Competitors such as NetSuite might disagree, but it's clear that SAP is now the elephant in this room.

Sotnick hopes to pry loose some new market niches.

"SAP has historically not had a huge footprint in professional services in the midsize," he says. "If you look at some of the early adopters of Business ByDesign you see a lot of service providers embracing SAP and embracing that solution, which is really exciting to me.”

As examples he gives the Pennsylvania-based Judge Consulting Group and The Birchman Group Ltd., a London, U.K.-based management consultancy.

With pricing in the hundreds rather than millions of dollars, there won't be room for many lavish lunches for customers and frolicky trips to SAP conferences.

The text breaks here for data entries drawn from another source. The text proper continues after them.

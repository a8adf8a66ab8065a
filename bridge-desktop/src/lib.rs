//! # Desktop Bridge Implementations
//!
//! Default implementations of the storage, transfer and connectivity bridges
//! for desktop platforms (macOS, Windows, Linux).
//!
//! ## Overview
//!
//! - `HttpClient` using `reqwest` with `Range` resume
//! - `FileSystemAccess` using `tokio::fs` below the user cache directory
//! - `SettingsStore` using a SQLite-backed key-value table
//! - `NetworkMonitor` using a TCP reachability probe
//!
//! Players, the music server client, the jukebox and the streaming SDK are
//! host-specific and have no desktop default.
//!
//! ## Usage
//!
//! ```ignore
//! use bridge_desktop::{ReqwestHttpClient, TokioFileSystem};
//!
//! let http = ReqwestHttpClient::new()?;
//! let fs = TokioFileSystem::with_cache_dir("/var/cache/player".into());
//! ```

mod filesystem;
mod http;
mod network;
mod settings;

pub use filesystem::TokioFileSystem;
pub use http::ReqwestHttpClient;
pub use network::DesktopNetworkMonitor;
pub use settings::SqliteSettingsStore;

The most recent SAP-fest, SAPPHIRE '07, took over Atlanta's Phillips Stadium for a private concert by singer-songwriter John Mayer. He was vaguely visible through the alcoholic haze of computer consultants gone wild.

To get traction in the SME market, SAP will clearly have to rely on its network of partners.

Thando Moyo is president of Calgary-based Open Business Process Inc. He says Business ByDesign opens up a whole new customer base for him to chase. "It's a pretty exciting offering because it offers the customer more flexibility and takes a lot of the operational pressures off the business," he says.

This allows companies to "focus on their business and let the SAP part be run by SAP."

He hasn't played with the new product yet, but says its business practice templates should "help people get up to speed very quickly."

Moyo figures that product is suitable for companies as small as $25M in annual revenues.

Instead of an ERP project being measured in months, Moyo expects to be able to go into a company, do a gap and business process analysis and "come back in a few days and say here's a process using your data that we think is best for you."

He also says it will require far less training, is more intuitive and has a "softer look and feel" than SAP's previous offerings.

The real challenge, according to Moyo and others, will come when SAP's fatcat customers see what you can now get for $149 per month and start clamouring for it, too.

They may even forgo the nice lunches and trips to SAP headquarters in Germany in the interest of driving down costs.

A few insiders even suggest that the cannibals are at SAP's door, "and they are us."